Japan's second supplementary stimulus budget for this fiscal year, amounting to 29 trillion yen ($210 billion), cleared the lower house of parliament on Tuesday, paving the way for final approval in the upper chamber this week.

The budget, backed mostly by additional bond issuance, highlights Prime Minister Fumio Kishida's difficulty in reconciling the conflicting tasks of curbing the national debt and spending his way out of pandemic doldrums.

With the ruling bloc's solid majority in both chambers, the budget is unlikely to run into difficulties.

However, the national debt, the world's largest, is already more than twice as big as annual economic output, making Japan an outlier when it comes to the global trend of ending crisis-mode fiscal stimulus.

"Japan's fiscal situation will become more severe ahead," an advisory panel to Finance Minister Shunichi Suzuki said in its semi-annual recommendations.

"If confidence in fiscal management declines like Britain, that could impact the government bond market and the foreign exchange market."

Earlier on Tuesday, the panel of 16 experts from academia, media and business called for balancing the needs for "responsible fiscal management" and "boosting defence capability."

Those would be key issues for the regular annual budget for the coming fiscal year that begins on April 1, 2023, it added.

The recommendations to Suzuki form the basis for drafting the next annual budget.

The finance ministry compiles an annual budget each December, its draft going to the cabinet for approval, before heading to parliament in January for debate and enactment by the end of March.

DEFENCE SPENDING

Kishida instructed defence and finance ministers on Monday to work together to boost defence spending's share of gross domestic product to 2% within five years, from about 1% now.
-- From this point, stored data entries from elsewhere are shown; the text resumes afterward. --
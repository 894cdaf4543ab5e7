use super::handle::SchedulerHandle;
use super::messages::{
    SchedulerError, SchedulerMessage, SchedulerStatus, TickOutcome, WorkerMessage, WorkerSignal,
};
use super::state::SchedulerState;
use super::worker::ScheduleWorker;
use crate::fleet::{FleetJob, FleetReport, FleetRunId};
use bridge_traits::Clock;
use core_library::{ScheduleRecord, ScheduleRepository};
use core_runtime::events::{CoreEvent, EventBus, SchedulerEvent};
use std::sync::Arc;
use std::time::Duration;
use tokio::sync::mpsc;
use tokio_util::sync::CancellationToken;
use tracing::{error, info, warn};

const CHANNEL_CAPACITY: usize = 32;

/// What to schedule.
#[derive(Debug, Clone)]
pub struct SchedulerConfig {
    pub job_type: String,
    /// Period used when the record is created. An existing record keeps its own.
    pub period: Duration,
}

/// Scheduler actor
///
/// Owns the [`SchedulerState`] and advances it only from its message loop.
/// Passes run on spawned tasks and report back with
/// [`SchedulerMessage::PassFinished`], so status queries and suppressed
/// ticks are answered while a pass is in flight.
pub struct SchedulerActor {
    state: SchedulerState,
    record: ScheduleRecord,
    job: Arc<dyn FleetJob>,
    schedule: Arc<dyn ScheduleRepository>,
    clock: Arc<dyn Clock>,
    event_bus: EventBus,
    receiver: mpsc::Receiver<SchedulerMessage>,
    sender: mpsc::Sender<SchedulerMessage>,
    cancel: CancellationToken,
    passes_completed: u64,
    ticks_suppressed: u64,
    last_report: Option<FleetReport>,
}

impl SchedulerActor {
    /// Create or load the schedule record, start the worker and the actor.
    ///
    /// The record is created only when absent. The first tick is due one
    /// period after the last finished pass (or after creation if none ran),
    /// so restarts neither skip nor repeat a pass.
    pub async fn spawn(
        config: SchedulerConfig,
        job: Arc<dyn FleetJob>,
        schedule: Arc<dyn ScheduleRepository>,
        clock: Arc<dyn Clock>,
        event_bus: EventBus,
    ) -> Result<SchedulerHandle, SchedulerError> {
        if config.period.is_zero() {
            return Err(SchedulerError::InvalidPeriod(config.period));
        }

        let now = clock.unix_timestamp_millis();
        let (record, created) = schedule
            .ensure(&config.job_type, config.period, now)
            .await
            .map_err(|e| SchedulerError::Storage(e.to_string()))?;

        if record.period.is_zero() {
            return Err(SchedulerError::InvalidPeriod(record.period));
        }

        let mut state = SchedulerState::default();
        state.initialize()?;

        let due_in_ms = record.next_due_at().saturating_sub(now).max(0);
        let first_tick_in = Duration::from_millis(due_in_ms as u64);
        info!(
            job_type = %record.job_type,
            created,
            period_secs = record.period.as_secs(),
            first_tick_in_secs = first_tick_in.as_secs(),
            "Scheduler initialized"
        );

        let (sender, receiver) = mpsc::channel(CHANNEL_CAPACITY);
        let (signal_tx, signal_rx) = mpsc::channel(4);
        let cancel = CancellationToken::new();

        let worker = ScheduleWorker::new(
            record.period,
            first_tick_in,
            signal_rx,
            sender.clone(),
            cancel.child_token(),
        );
        tokio::spawn(worker.run());

        let actor = SchedulerActor {
            state,
            record,
            job,
            schedule,
            clock,
            event_bus,
            receiver,
            sender: sender.clone(),
            cancel: cancel.clone(),
            passes_completed: 0,
            ticks_suppressed: 0,
            last_report: None,
        };
        tokio::spawn(actor.run(signal_tx));

        Ok(SchedulerHandle::new(sender, cancel))
    }

    async fn run(mut self, worker_signals: mpsc::Sender<WorkerSignal>) {
        if worker_signals.send(WorkerSignal::Start).await.is_err() {
            error!("Schedule worker exited before start");
        }
        info!("Scheduler actor started");

        loop {
            tokio::select! {
                _ = self.cancel.cancelled() => break,
                message = self.receiver.recv() => match message {
                    Some(message) => self.handle_message(message).await,
                    None => break,
                },
            }
        }

        let _ = worker_signals.send(WorkerSignal::Shutdown).await;
        if let Some(run_id) = self.state.running_run() {
            // In-flight passes are not cancelled; they finish on their own task.
            info!(run_id = %run_id, "Scheduler stopped with a pass still running");
        }
        info!("Scheduler actor stopped");
    }

    async fn handle_message(&mut self, message: SchedulerMessage) {
        match message {
            SchedulerMessage::Worker(WorkerMessage::Sync) => {
                self.tick();
            }

            SchedulerMessage::TriggerNow { reply } => {
                let outcome = self.tick();
                let _ = reply.send(outcome);
            }

            SchedulerMessage::Status { reply } => {
                let _ = reply.send(self.status());
            }

            SchedulerMessage::PassFinished { run_id, result } => {
                self.finish_pass(run_id, result).await;
            }
        }
    }

    /// Start a pass unless one is running.
    fn tick(&mut self) -> TickOutcome {
        let run_id = match self.state.start_pass() {
            TickOutcome::Started(run_id) => run_id,
            TickOutcome::Suppressed { running } => {
                self.ticks_suppressed += 1;
                warn!(running_run_id = %running, "Previous fleet sync still running, tick suppressed");
                self.emit(SchedulerEvent::TickSuppressed {
                    running_run_id: running.to_string(),
                });
                return TickOutcome::Suppressed { running };
            }
            TickOutcome::Skipped => {
                error!(state = self.state.as_str(), "Cannot start fleet sync");
                return TickOutcome::Skipped;
            }
        };

        self.emit(SchedulerEvent::PassStarted {
            run_id: run_id.to_string(),
        });

        // A panicking pass still reports back as a failed one.
        let job = Arc::clone(&self.job);
        let sender = self.sender.clone();
        tokio::spawn(async move {
            let pass = tokio::spawn(async move { job.run_pass(run_id).await });
            let result = match pass.await {
                Ok(result) => result.map_err(|e| e.to_string()),
                Err(join_err) => Err(format!("fleet pass aborted: {}", join_err)),
            };
            let _ = sender
                .send(SchedulerMessage::PassFinished { run_id, result })
                .await;
        });

        TickOutcome::Started(run_id)
    }

    async fn finish_pass(&mut self, run_id: FleetRunId, result: Result<FleetReport, String>) {
        if let Err(e) = self.state.finish_run(run_id) {
            warn!(run_id = %run_id, error = %e, "Ignoring completion of unknown pass");
            return;
        }

        let finished_at = self.clock.unix_timestamp_millis();
        if let Err(e) = self.schedule.record_run(&self.record.job_type, finished_at).await {
            error!(error = %e, "Failed to persist last run time");
        }
        self.record.last_run_at = Some(finished_at);
        self.passes_completed += 1;

        match result {
            Ok(report) => {
                self.emit(SchedulerEvent::PassCompleted {
                    run_id: run_id.to_string(),
                    accounts: report.accounts as u64,
                    succeeded: report.succeeded as u64,
                    failed: report.failed as u64,
                    duration_ms: report.duration.as_millis() as u64,
                });
                self.last_report = Some(report);
            }
            Err(message) => {
                error!(run_id = %run_id, error = %message, "Fleet sync could not run");
                self.emit(SchedulerEvent::PassCompleted {
                    run_id: run_id.to_string(),
                    accounts: 0,
                    succeeded: 0,
                    failed: 0,
                    duration_ms: 0,
                });
            }
        }
    }

    fn status(&self) -> SchedulerStatus {
        SchedulerStatus {
            state: self.state,
            job_type: self.record.job_type.clone(),
            period: self.record.period,
            last_run_at: self.record.last_run_at,
            passes_completed: self.passes_completed,
            ticks_suppressed: self.ticks_suppressed,
            last_report: self.last_report.clone(),
        }
    }

    fn emit(&self, event: SchedulerEvent) {
        let _ = self.event_bus.emit(CoreEvent::Scheduler(event));
    }
}
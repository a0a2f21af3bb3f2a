use criterion::*;

use bowyer::{BowyerWatson, ExactKernel, Point2};

use crate::benchmark_utilities::*;

pub fn triangulate_benchmark(c: &mut Criterion) {
    use KernelType::*;
    use SampleDistribution::*;

    let mut group = c.benchmark_group("triangulate benchmark");
    let sizes = &[100, 250, 500, 1000, 2000];

    for (kernel_type, sample_distribution) in [
        (Trivial, Uniform),
        (Trivial, RandomWalk),
        (Exact, Uniform),
        (Exact, RandomWalk),
    ] {
        let config = TriangulationBenchConfig {
            kernel_type,
            sample_distribution,
        };
        config.apply(&mut group, sizes);
    }
    group.finish();

    // Trivial predicates are too imprecise for f32 coordinates of this magnitude
    let mut group = c.benchmark_group("triangulate benchmark (precision)");
    let triangulator = BowyerWatson::<ExactKernel>::new();
    for size in sizes {
        group.throughput(Throughput::Elements(*size as u64));
        let data_f64: Vec<Point2<f64>> = uniform_distribution(*SEED, RANGE).take(*size).collect();
        let data_f32: Vec<Point2<f32>> = uniform_distribution(*SEED, RANGE as f32)
            .take(*size)
            .collect();

        group.bench_with_input(BenchmarkId::new("f64", size), &data_f64, |b, data| {
            b.iter(|| triangulator.triangulate(data).unwrap())
        });
        group.bench_with_input(BenchmarkId::new("f32", size), &data_f32, |b, data| {
            b.iter(|| triangulator.triangulate(data).unwrap())
        });
    }
    group.finish();
}
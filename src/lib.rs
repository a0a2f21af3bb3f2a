//! # Bowyer
//! Bowyer computes [Delaunay triangulations](https://en.wikipedia.org/wiki/Delaunay_triangulation)
//! of planar point sets using the incremental
//! [Bowyer-Watson algorithm](https://en.wikipedia.org/wiki/Bowyer%E2%80%93Watson_algorithm).
//!
//! # Features
//! * Triangulates any set of at least three distinct points into triangles covering their
//!   convex hull. No input point lies strictly inside the circumcircle of any triangle.
//! * Supports `f32` and `f64` coordinates. The `single-precision` feature switches the
//!   default [Scalar] type to `f32`.
//! * Geometric predicates can be evaluated with plain floating point arithmetic
//!   ([TrivialKernel]) or with adaptive precision arithmetic ([ExactKernel]).
//! * Serialization of all primitives via `serde` (requires the `serde` feature).
//!
//! # Example
//! ```
//! use bowyer::{triangulate, Point2, TriangulationError};
//!
//! fn main() -> Result<(), TriangulationError> {
//!     let points = [
//!         Point2::new(0.0, 0.0),
//!         Point2::new(2.0, 0.0),
//!         Point2::new(1.0, 2.0),
//!         Point2::new(1.0, 0.5),
//!     ];
//!     let triangles = triangulate(&points)?;
//!     assert_eq!(triangles.len(), 3);
//!
//!     for triangle in &triangles {
//!         println!("{}", triangle);
//!     }
//!     Ok(())
//! }
//! ```
//!
//! # Non-goals
//! Constrained triangulations, removal or insertion of points after a triangulation has
//! been created and the construction of Voronoi diagrams are not supported.

#![forbid(unsafe_code)]
#![warn(clippy::all)]
#![warn(missing_docs)]

mod bowyer_watson;
mod error;
mod kernels;
pub mod math;
mod orientation;
mod point;
mod primitives;

#[cfg(test)]
mod test_utilities;

pub use crate::bowyer_watson::{
    bounding_box, super_triangle, triangulate, triangulate_indices, BowyerWatson,
    DEFAULT_CONVEX_MULTIPLIER,
};
pub use crate::error::TriangulationError;
pub use crate::kernels::{ExactKernel, Kernel, TrivialKernel};
pub use crate::orientation::Orientation;
pub use crate::point::{CoordinateNum, Point2, Scalar};
pub use crate::primitives::{Circle, Edge, Triangle};
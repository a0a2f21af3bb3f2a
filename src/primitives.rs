use core::fmt;

use crate::math;
use crate::{CoordinateNum, Orientation, Point2, TriangulationError};

#[cfg(feature = "serde")]
use serde::{Deserialize, Serialize};

/// An undirected edge defined by its two end points.
///
/// Two edges are equal if they connect the same points, regardless of direction:
/// ```
/// use bowyer::{Edge, Point2};
///
/// let a = Point2::new(0.0, 0.0);
/// let b = Point2::new(1.0, 1.0);
/// assert_eq!(Edge::new(a, b), Edge::new(b, a));
/// ```
#[derive(Debug, Clone, Copy)]
#[cfg_attr(
    feature = "serde",
    derive(Serialize, Deserialize),
    serde(crate = "serde")
)]
pub struct Edge<S> {
    /// The edge's first end point.
    pub p1: Point2<S>,
    /// The edge's second end point.
    pub p2: Point2<S>,
}

impl<S> Edge<S> {
    /// Creates a new edge between `p1` and `p2`.
    pub const fn new(p1: Point2<S>, p2: Point2<S>) -> Self {
        Edge { p1, p2 }
    }
}

impl<S: CoordinateNum> Edge<S> {
    /// Returns the same edge with swapped end points.
    pub fn reversed(&self) -> Self {
        Edge::new(self.p2, self.p1)
    }

    /// Returns the squared length of this edge.
    pub fn length_2(&self) -> S {
        self.p1.distance_2(self.p2)
    }

    /// Returns the length of this edge.
    pub fn length(&self) -> S {
        self.p1.distance(self.p2)
    }

    /// Returns the point halfway between both end points.
    pub fn midpoint(&self) -> Point2<S> {
        let half: S = 0.5f32.into();
        self.p1.add(self.p2).mul(half)
    }

    /// Returns `true` if both edges have at least one end point in common.
    pub fn shares_vertex(&self, other: &Self) -> bool {
        self.p1 == other.p1 || self.p1 == other.p2 || self.p2 == other.p1 || self.p2 == other.p2
    }
}

impl<S: PartialEq> PartialEq for Edge<S> {
    fn eq(&self, other: &Self) -> bool {
        (self.p1 == other.p1 && self.p2 == other.p2) || (self.p1 == other.p2 && self.p2 == other.p1)
    }
}

impl<S: fmt::Display> fmt::Display for Edge<S> {
    fn fmt(&self, f: &mut fmt::Formatter<'_>) -> fmt::Result {
        write!(f, "{} -> {}", self.p1, self.p2)
    }
}

/// A circle, usually the circumcircle of a [Triangle].
#[derive(Debug, Clone, Copy, PartialEq)]
#[cfg_attr(
    feature = "serde",
    derive(Serialize, Deserialize),
    serde(crate = "serde")
)]
pub struct Circle<S> {
    /// The circle's center
    pub center: Point2<S>,
    /// The circle's radius
    pub radius: S,
}

impl<S> Circle<S> {
    /// Creates a new circle.
    pub const fn new(center: Point2<S>, radius: S) -> Self {
        Circle { center, radius }
    }
}

impl<S: CoordinateNum> Circle<S> {
    /// Returns `true` if `point` lies inside or exactly on this circle.
    pub fn contains(&self, point: Point2<S>) -> bool {
        point.is_in_circle(self.center, self.radius)
    }
}

/// A non-degenerate triangle.
///
/// The vertices are kept in the order given to [Triangle::new]. The edges are derived
/// from them: `e1 = p1p2`, `e2 = p2p3` and `e3 = p3p1`.
///
/// Two triangles are equal if they consist of the same three vertices, regardless of
/// their order.
#[derive(Debug, Clone, Copy)]
#[cfg_attr(
    feature = "serde",
    derive(Serialize, Deserialize),
    serde(crate = "serde")
)]
pub struct Triangle<S> {
    p1: Point2<S>,
    p2: Point2<S>,
    p3: Point2<S>,
    e1: Edge<S>,
    e2: Edge<S>,
    e3: Edge<S>,
}

impl<S: CoordinateNum> Triangle<S> {
    /// Creates a new triangle.
    ///
    /// Returns [TriangulationError::DegenerateTriangle] if the vertices are exactly
    /// collinear.
    ///
    /// # Example
    /// ```
    /// use bowyer::{Point2, Triangle, TriangulationError};
    ///
    /// let triangle = Triangle::new(
    ///     Point2::new(0.0, 0.0),
    ///     Point2::new(1.0, 0.0),
    ///     Point2::new(0.0, 1.0),
    /// );
    /// assert!(triangle.is_ok());
    ///
    /// let flat = Triangle::new(
    ///     Point2::new(0.0, 0.0),
    ///     Point2::new(1.0, 0.0),
    ///     Point2::new(2.0, 0.0),
    /// );
    /// assert_eq!(flat, Err(TriangulationError::DegenerateTriangle));
    /// ```
    pub fn new(p1: Point2<S>, p2: Point2<S>, p3: Point2<S>) -> Result<Self, TriangulationError> {
        if math::is_flat_angle(p1, p2, p3) {
            return Err(TriangulationError::DegenerateTriangle);
        }
        Ok(Self::new_unchecked(p1, p2, p3))
    }

    /// Creates a triangle whose vertices have already been checked by a kernel.
    pub(crate) fn new_unchecked(p1: Point2<S>, p2: Point2<S>, p3: Point2<S>) -> Self {
        Triangle {
            p1,
            p2,
            p3,
            e1: Edge::new(p1, p2),
            e2: Edge::new(p2, p3),
            e3: Edge::new(p3, p1),
        }
    }

    /// Returns the three vertices in construction order.
    pub fn vertices(&self) -> [Point2<S>; 3] {
        [self.p1, self.p2, self.p3]
    }

    /// Returns the edges `p1p2`, `p2p3` and `p3p1`.
    pub fn edges(&self) -> [Edge<S>; 3] {
        [self.e1, self.e2, self.e3]
    }

    /// Returns `true` if `point` is one of this triangle's vertices.
    pub fn contains_vertex(&self, point: Point2<S>) -> bool {
        self.p1 == point || self.p2 == point || self.p3 == point
    }

    /// Returns the turn direction of the vertices.
    pub fn orientation(&self) -> Orientation {
        math::orientation(self.p1, self.p2, self.p3)
    }

    /// Returns `true` if the vertices are ordered counterclockwise.
    pub fn is_ccw(&self) -> bool {
        self.orientation().is_ccw()
    }

    /// Returns `true` if the vertices are ordered clockwise.
    pub fn is_cw(&self) -> bool {
        self.orientation().is_cw()
    }

    /// Returns the arithmetic mean of the three vertices.
    pub fn centroid(&self) -> Point2<S> {
        let three: S = 3.0f32.into();
        let sum = self.p1.add(self.p2).add(self.p3);
        Point2::new(sum.x / three, sum.y / three)
    }

    /// Returns the triangle's area.
    pub fn area(&self) -> Result<S, TriangulationError> {
        math::triangle_area(self.vertices())
    }

    /// Returns the center of this triangle's circumcircle.
    pub fn circumcenter(&self) -> Result<Point2<S>, TriangulationError> {
        math::circumcenter(self.vertices())
    }

    /// Returns the radius of this triangle's circumcircle.
    pub fn circumradius(&self) -> Result<S, TriangulationError> {
        math::circumradius(self.vertices())
    }

    /// Returns the circle passing through all three vertices.
    pub fn circumcircle(&self) -> Result<Circle<S>, TriangulationError> {
        math::circumcircle(self.vertices())
    }

    /// Returns `true` if `point` lies inside or on this triangle's circumcircle.
    pub fn in_circumcircle(&self, point: Point2<S>) -> Result<bool, TriangulationError> {
        Ok(self.circumcircle()?.contains(point))
    }
}

impl<S: CoordinateNum> PartialEq for Triangle<S> {
    fn eq(&self, other: &Self) -> bool {
        self.vertices()
            .iter()
            .all(|vertex| other.contains_vertex(*vertex))
    }
}

impl<S: fmt::Display> fmt::Display for Triangle<S> {
    fn fmt(&self, f: &mut fmt::Formatter<'_>) -> fmt::Result {
        write!(f, "Triangle({}, {}, {})", self.p1, self.p2, self.p3)
    }
}

#[cfg(test)]
mod test {
    use super::{Circle, Edge, Triangle};
    use crate::{Point2, TriangulationError};
    use approx::assert_relative_eq;

    #[test]
    fn test_edge_equality() {
        let a = Point2::new(0.0, 0.0);
        let b = Point2::new(1.0, 1.0);
        let c = Point2::new(1.0, 0.0);
        assert_eq!(Edge::new(a, b), Edge::new(b, a));
        assert_eq!(Edge::new(a, b), Edge::new(a, b).reversed());
        assert_ne!(Edge::new(a, b), Edge::new(a, c));
        assert!(Edge::new(a, b).shares_vertex(&Edge::new(c, b)));
        assert!(!Edge::new(a, b).shares_vertex(&Edge::new(c, Point2::new(5.0, 5.0))));
    }

    #[test]
    fn test_edge_measures() {
        let edge = Edge::new(Point2::new(1.0, 1.0), Point2::new(4.0, 5.0));
        assert_relative_eq!(edge.length(), 5.0);
        assert_relative_eq!(edge.length_2(), 25.0);
        assert_eq!(edge.midpoint(), Point2::new(2.5, 3.0));
        assert_eq!(edge.to_string(), "(1, 1) -> (4, 5)");
    }

    #[test]
    fn test_degenerate_triangle() {
        let result = Triangle::new(
            Point2::new(0.0, 0.0),
            Point2::new(1.0, 1.0),
            Point2::new(3.0, 3.0),
        );
        assert_eq!(result, Err(TriangulationError::DegenerateTriangle));

        let duplicate = Triangle::new(
            Point2::new(0.0, 0.0),
            Point2::new(0.0, 0.0),
            Point2::new(3.0, 1.0),
        );
        assert_eq!(duplicate, Err(TriangulationError::DegenerateTriangle));
    }

    #[test]
    fn test_triangle_edges() {
        let [p1, p2, p3] = [
            Point2::new(0.0, 0.0),
            Point2::new(1.0, 0.0),
            Point2::new(0.0, 1.0),
        ];
        let triangle = Triangle::new(p1, p2, p3).unwrap();
        assert_eq!(triangle.vertices(), [p1, p2, p3]);
        assert_eq!(
            triangle.edges(),
            [Edge::new(p1, p2), Edge::new(p2, p3), Edge::new(p3, p1)]
        );
        assert!(triangle.contains_vertex(p2));
        assert!(!triangle.contains_vertex(Point2::new(1.0, 1.0)));
    }

    #[test]
    fn test_triangle_equality_is_structural() {
        let [p1, p2, p3] = [
            Point2::new(0.0, 0.0),
            Point2::new(1.0, 0.0),
            Point2::new(0.0, 1.0),
        ];
        let triangle = Triangle::new(p1, p2, p3).unwrap();
        assert_eq!(triangle, Triangle::new(p2, p3, p1).unwrap());
        assert_eq!(triangle, Triangle::new(p3, p2, p1).unwrap());
        assert_ne!(
            triangle,
            Triangle::new(p1, p2, Point2::new(1.0, 1.0)).unwrap()
        );
    }

    #[test]
    fn test_triangle_orientation() {
        let [p1, p2, p3] = [
            Point2::new(0.0, 0.0),
            Point2::new(1.0, 0.0),
            Point2::new(0.0, 1.0),
        ];
        let ccw = Triangle::new(p1, p2, p3).unwrap();
        let cw = Triangle::new(p1, p3, p2).unwrap();
        assert!(ccw.is_ccw());
        assert!(!ccw.is_cw());
        assert!(cw.is_cw());
        assert_eq!(ccw.orientation(), cw.orientation().reversed());
    }

    #[test]
    fn test_triangle_measures() {
        let triangle = Triangle::new(
            Point2::new(0.0, 0.0),
            Point2::new(3.0, 0.0),
            Point2::new(0.0, 3.0),
        )
        .unwrap();
        assert_eq!(triangle.centroid(), Point2::new(1.0, 1.0));
        assert_relative_eq!(triangle.area().unwrap(), 4.5, epsilon = 1e-12);

        let circle = triangle.circumcircle().unwrap();
        assert_relative_eq!(circle.center.x, 1.5);
        assert_relative_eq!(circle.center.y, 1.5);
        assert_relative_eq!(circle.radius, 4.5f64.sqrt(), epsilon = 1e-12);
        assert_eq!(triangle.circumcenter(), Ok(circle.center));
    }

    #[test]
    fn test_in_circumcircle() {
        let triangle = Triangle::new(
            Point2::new(0.0, 0.0),
            Point2::new(2.0, 0.0),
            Point2::new(0.0, 2.0),
        )
        .unwrap();
        assert_eq!(triangle.in_circumcircle(Point2::new(1.0, 1.0)), Ok(true));
        assert_eq!(triangle.in_circumcircle(Point2::new(1.5, 1.5)), Ok(true));
        assert_eq!(triangle.in_circumcircle(Point2::new(3.0, 3.0)), Ok(false));
        assert_eq!(triangle.in_circumcircle(Point2::new(-1.0, 0.0)), Ok(false));
    }

    #[test]
    fn test_circle_contains() {
        let circle = Circle::new(Point2::new(0.0f32, 0.0), 2.0);
        assert!(circle.contains(Point2::new(2.0, 0.0)));
        assert!(circle.contains(Point2::new(1.0, 1.0)));
        assert!(!circle.contains(Point2::new(2.0, 0.5)));
    }

    #[test]
    fn test_triangle_display() {
        let triangle = Triangle::new(
            Point2::new(0.0, 0.0),
            Point2::new(1.0, 0.0),
            Point2::new(0.0, 1.0),
        )
        .unwrap();
        assert_eq!(triangle.to_string(), "Triangle((0, 0), (1, 0), (0, 1))");
    }
}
It was the first time Kishida specified the size of the defence spending increase.

Given Japan's tattered public finances, however, how to pay for more defence capability is a contentious issue between the defence ministry and the fiscal hawks of the finance ministry.

The panel stressed the importance of finding a stable way out, but did not specifically demanded the obvious alternatives: tax hikes, other spending cuts or more debt.

It urged those concerned to debate earnestly and gain an understanding from the public about how to share burdens broadly. It did not single out any specific funding sources.

"Japan cannot take for granted that the Bank of Japan's low rate policy is here to stay," the panel said.

"Therefore, constant efforts are needed to reduce annual government bond issuance and rein in outstanding debt."